WHAT TO DO: Print out every record exactly as it appears.
──────────────────────────────
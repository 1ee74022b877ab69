//! ReconcileEngine — the transactional heart of ingestion.

use std::sync::Arc;

use chrono::Utc;
use rusqlite::Connection;
use uuid::Uuid;

use vigil_core::errors::{StorageError, ValidationError, VigilResult};
use vigil_core::types::{AssessmentKind, CanonicalRecord, IngestionSummary, UploadContext};
use vigil_core::VigilError;
use vigil_store::queries::{cve_ops, finding_name_ops, finding_ops, revert_ops};
use vigil_store::queries::finding_ops::UpsertOutcome;
use vigil_store::StoreEngine;

use crate::guard::ReconcileGuard;
use crate::pipeline;
use crate::validation;

fn tx_err(stage: &str, e: rusqlite::Error) -> VigilError {
    StorageError::SqliteError {
        message: format!("{stage}: {e}"),
    }
    .into()
}

/// Runs the reconciliation steps as one all-or-nothing transaction,
/// serialized per (product, plugin) by an in-process guard.
pub struct ReconcileEngine {
    store: Arc<StoreEngine>,
    guard: ReconcileGuard,
}

impl ReconcileEngine {
    pub fn new(store: Arc<StoreEngine>) -> Self {
        ReconcileEngine {
            store,
            guard: ReconcileGuard::new(),
        }
    }

    pub fn store(&self) -> &StoreEngine {
        &self.store
    }

    /// Reconcile one upload's canonical rows against the product's
    /// recorded findings.
    pub fn reconcile(
        &self,
        ctx: &UploadContext,
        records: Vec<CanonicalRecord>,
    ) -> VigilResult<IngestionSummary> {
        let _permit = self.guard.acquire(ctx.product_id, ctx.plugin_id)?;

        let summary = self.store.with_writer(|conn| {
            let tx = conn
                .unchecked_transaction()
                .map_err(|e| tx_err("reconcile begin", e))?;
            match run_reconcile(&tx, ctx, records) {
                Ok(summary) => {
                    tx.commit().map_err(|e| tx_err("reconcile commit", e))?;
                    Ok(summary)
                }
                Err(e) => {
                    let _ = tx.rollback();
                    Err(e)
                }
            }
        })?;

        tracing::info!(
            product_id = %ctx.product_id,
            plugin_id = %ctx.plugin_id,
            scan_date = %ctx.scan_date,
            created = summary.created,
            updated = summary.updated,
            closed = summary.closed,
            reopened = summary.reopened,
            "reconciled upload"
        );
        Ok(summary)
    }

    /// Undo the most recent ingestion for a product by restoring its
    /// snapshot. Consumes the snapshot on success.
    pub fn revert(&self, product_id: Uuid) -> VigilResult<()> {
        self.store.with_writer(|conn| {
            let tx = conn
                .unchecked_transaction()
                .map_err(|e| tx_err("revert begin", e))?;
            match run_revert(&tx, product_id) {
                Ok(()) => tx.commit().map_err(|e| tx_err("revert commit", e)),
                Err(e) => {
                    let _ = tx.rollback();
                    Err(e)
                }
            }
        })?;
        tracing::info!(product_id = %product_id, "reverted to snapshot");
        Ok(())
    }
}

fn run_reconcile(
    conn: &Connection,
    ctx: &UploadContext,
    mut records: Vec<CanonicalRecord>,
) -> VigilResult<IngestionSummary> {
    let today = Utc::now().date_naive();
    let max_last_update = finding_ops::max_last_update(conn, ctx.product_id, ctx.plugin_id)?;
    validation::validate_dates(ctx, max_last_update, today)?;

    let mut summary = IngestionSummary::default();

    // step 1: snapshot the product, then clear this day's prior rows
    if ctx.overwrite {
        let captured = revert_ops::snapshot_product(conn, ctx.product_id)?;
        let dropped = finding_ops::delete_same_day(conn, ctx.product_id, ctx.scan_date)?;
        tracing::debug!(
            product_id = %ctx.product_id,
            captured,
            dropped,
            "overwrite snapshot taken"
        );
    }

    if ctx.kind == AssessmentKind::Ha {
        pipeline::prenormalize_ha(&mut records);
    }

    // step 2: without new-finding processing, keep only known triples
    if ctx.kind == AssessmentKind::Va && !ctx.process_new_finding {
        let known = finding_ops::known_triples(conn, ctx.product_id)?;
        pipeline::retain_known(&mut records, &known);
    }

    // step 3: finding identities
    for finding_name in pipeline::group_finding_names(&records, ctx.product_id) {
        finding_name_ops::insert_ignore(conn, &finding_name)?;
    }
    let name_ids = finding_name_ops::name_ids(conn, ctx.product_id)?;

    // step 4: CVE rows
    if ctx.kind == AssessmentKind::Va {
        for cve in pipeline::group_cves(&records, &name_ids)? {
            cve_ops::insert_ignore(conn, &cve)?;
        }
    }

    // steps 5 + 6: finalize and upsert
    for finding in pipeline::finalize_rows(&records, ctx, &name_ids)? {
        match finding_ops::upsert_finding(conn, &finding, ctx.kind)? {
            UpsertOutcome::Created => summary.created += 1,
            UpsertOutcome::Updated => summary.updated += 1,
        }
    }

    // step 7: rows still on their discovery date go back to NEW
    if ctx.kind == AssessmentKind::Va {
        finding_ops::first_seen_correction(conn, ctx.product_id, ctx.plugin_id)?;
    }

    // step 8: everything this upload did not reconfirm is closed
    summary.closed =
        finding_ops::close_sweep(conn, ctx.product_id, ctx.plugin_id, ctx.scan_date, ctx.kind)?;

    // step 9: flag groups that came back after a closure
    if ctx.kind == AssessmentKind::Va {
        summary.reopened = finding_ops::reopen_sweep(conn, ctx.product_id, ctx.plugin_id)?;
    }

    Ok(summary)
}

fn run_revert(conn: &Connection, product_id: Uuid) -> VigilResult<()> {
    if !revert_ops::has_snapshot(conn, product_id)? {
        return Err(ValidationError::NoRevertPoint {
            product_id: product_id.to_string(),
        }
        .into());
    }

    // only the ingestion the snapshot belongs to may be undone: the live
    // set must have been written at or after the snapshot was taken
    let snapshot_max = revert_ops::snapshot_max_last_update(conn, product_id)?;
    let live_max = finding_ops::max_last_update_product(conn, product_id)?;
    let current = match (live_max, snapshot_max) {
        (Some(live), Some(snap)) => live >= snap,
        _ => false,
    };
    if !current {
        return Err(ValidationError::StaleRevertPoint {
            product_id: product_id.to_string(),
        }
        .into());
    }

    revert_ops::restore_product(conn, product_id)?;
    Ok(())
}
──────────────────────────────
TASK RESULT:
repository 1ee74022b877ab69
//! ReconcileEngine — the transactional heart of ingestion.

use std::sync::Arc;

use chrono::Utc;
use rusqlite::Connection;
use uuid::Uuid;

use vigil_core::errors::{StorageError, ValidationError, VigilResult};
use vigil_core::types::{AssessmentKind, CanonicalRecord, IngestionSummary, UploadContext};
use vigil_core::VigilError;
use vigil_store::queries::{cve_ops, finding_name_ops, finding_ops, revert_ops};
use vigil_store::queries::finding_ops::UpsertOutcome;
use vigil_store::StoreEngine;

use crate::guard::ReconcileGuard;
use crate::pipeline;
use crate::validation;

fn tx_err(stage: &str, e: rusqlite::Error) -> VigilError {
    StorageError::SqliteError {
        message: format!("{stage}: {e}"),
    }
    .into()
}

/// Runs the reconciliation steps as one all-or-nothing transaction,
/// serialized per (product, plugin) by an in-process guard.
pub struct ReconcileEngine {
    store: Arc<StoreEngine>,
    guard: ReconcileGuard,
}

impl ReconcileEngine {
    pub fn new(store: Arc<StoreEngine>) -> Self {
        ReconcileEngine {
            store,
            guard: ReconcileGuard::new(),
        }
    }

    pub fn store(&self) -> &StoreEngine {
        &self.store
    }

    /// Reconcile one upload's canonical rows against the product's
    /// recorded findings.
    pub fn reconcile(
        &self,
        ctx: &UploadContext,
        records: Vec<CanonicalRecord>,
    ) -> VigilResult<IngestionSummary> {
        let _permit = self.guard.acquire(ctx.product_id, ctx.plugin_id)?;

        let summary = self.store.with_writer(|conn| {
            let tx = conn
                .unchecked_transaction()
                .map_err(|e| tx_err("reconcile begin", e))?;
            match run_reconcile(&tx, ctx, records) {
                Ok(summary) => {
                    tx.commit().map_err(|e| tx_err("reconcile commit", e))?;
                    Ok(summary)
                }
                Err(e) => {
                    let _ = tx.rollback();
                    Err(e)
                }
            }
        })?;

        tracing::info!(
            product_id = %ctx.product_id,
            plugin_id = %ctx.plugin_id,
            scan_date = %ctx.scan_date,
            created = summary.created,
            updated = summary.updated,
            closed = summary.closed,
            reopened = summary.reopened,
            "reconciled upload"
        );
        Ok(summary)
    }

    /// Undo the most recent ingestion for a product by restoring its
    /// snapshot. Consumes the snapshot on success.
    pub fn revert(&self, product_id: Uuid) -> VigilResult<()> {
        self.store.with_writer(|conn| {
            let tx = conn
                .unchecked_transaction()
                .map_err(|e| tx_err("revert begin", e))?;
            match run_revert(&tx, product_id) {
                Ok(()) => tx.commit().map_err(|e| tx_err("revert commit", e)),
                Err(e) => {
                    let _ = tx.rollback();
                    Err(e)
                }
            }
        })?;
        tracing::info!(product_id = %product_id, "reverted to snapshot");
        Ok(())
    }
}

fn run_reconcile(
    conn: &Connection,
    ctx: &UploadContext,
    mut records: Vec<CanonicalRecord>,
) -> VigilResult<IngestionSummary> {
    let today = Utc::now().date_naive();
    let max_last_update = finding_ops::max_last_update(conn, ctx.product_id, ctx.plugin_id)?;
    validation::validate_dates(ctx, max_last_update, today)?;

    let mut summary = IngestionSummary::default();

    // step 1: snapshot the product, then clear this day's prior rows
    if ctx.overwrite {
        let captured = revert_ops::snapshot_product(conn, ctx.product_id)?;
        let dropped = finding_ops::delete_same_day(conn, ctx.product_id, ctx.scan_date)?;
        tracing::debug!(
            product_id = %ctx.product_id,
            captured,
            dropped,
            "overwrite snapshot taken"
        );
    }

    if ctx.kind == AssessmentKind::Ha {
        pipeline::prenormalize_ha(&mut records);
    }

    // step 2: without new-finding processing, keep only known triples
    if ctx.kind == AssessmentKind::Va && !ctx.process_new_finding {
        let known = finding_ops::known_triples(conn, ctx.product_id)?;
        pipeline::retain_known(&mut records, &known);
    }

    // step 3: finding identities
    for finding_name in pipeline::group_finding_names(&records, ctx.product_id) {
        finding_name_ops::insert_ignore(conn, &finding_name)?;
    }
    let name_ids = finding_name_ops::name_ids(conn, ctx.product_id)?;

    // step 4: CVE rows
    if ctx.kind == AssessmentKind::Va {
        for cve in pipeline::group_cves(&records, &name_ids)? {
            cve_ops::insert_ignore(conn, &cve)?;
        }
    }

    // steps 5 + 6: finalize and upsert
    for finding in pipeline::finalize_rows(&records, ctx, &name_ids)? {
        match finding_ops::upsert_finding(conn, &finding, ctx.kind)? {
            UpsertOutcome::Created => summary.created += 1,
            UpsertOutcome::Updated => summary.updated += 1,
        }
    }

    // step 7: rows still on their discovery date go back to NEW
    if ctx.kind == AssessmentKind::Va {
        finding_ops::first_seen_correction(conn, ctx.product_id, ctx.plugin_id)?;
    }

    // step 8: everything this upload did not reconfirm is closed
    summary.closed =
        finding_ops::close_sweep(conn, ctx.product_id, ctx.plugin_id, ctx.scan_date, ctx.kind)?;

    // step 9: flag groups that came back after a closure
    if ctx.kind == AssessmentKind::Va {
        summary.reopened = finding_ops::reopen_sweep(conn, ctx.product_id, ctx.plugin_id)?;
    }

    Ok(summary)
}

fn run_revert(conn: &Connection, product_id: Uuid) -> VigilResult<()> {
    if !revert_ops::has_snapshot(conn, product_id)? {
        return Err(ValidationError::NoRevertPoint {
            product_id: product_id.to_string(),
        }
        .into());
    }

    // only the ingestion the snapshot belongs to may be undone: the live
    // set must have been written at or after the snapshot was taken
    let snapshot_max = revert_ops::snapshot_max_last_update(conn, product_id)?;
    let live_max = finding_ops::max_last_update_product(conn, product_id)?;
    let current = match (live_max, snapshot_max) {
        (Some(live), Some(snap)) => live >= snap,
        _ => false,
    };
    if !current {
        return Err(ValidationError::StaleRevertPoint {
            product_id: product_id.to_string(),
        }
        .into());
    }

    revert_ops::restore_product(conn, product_id)?;
    Ok(())
}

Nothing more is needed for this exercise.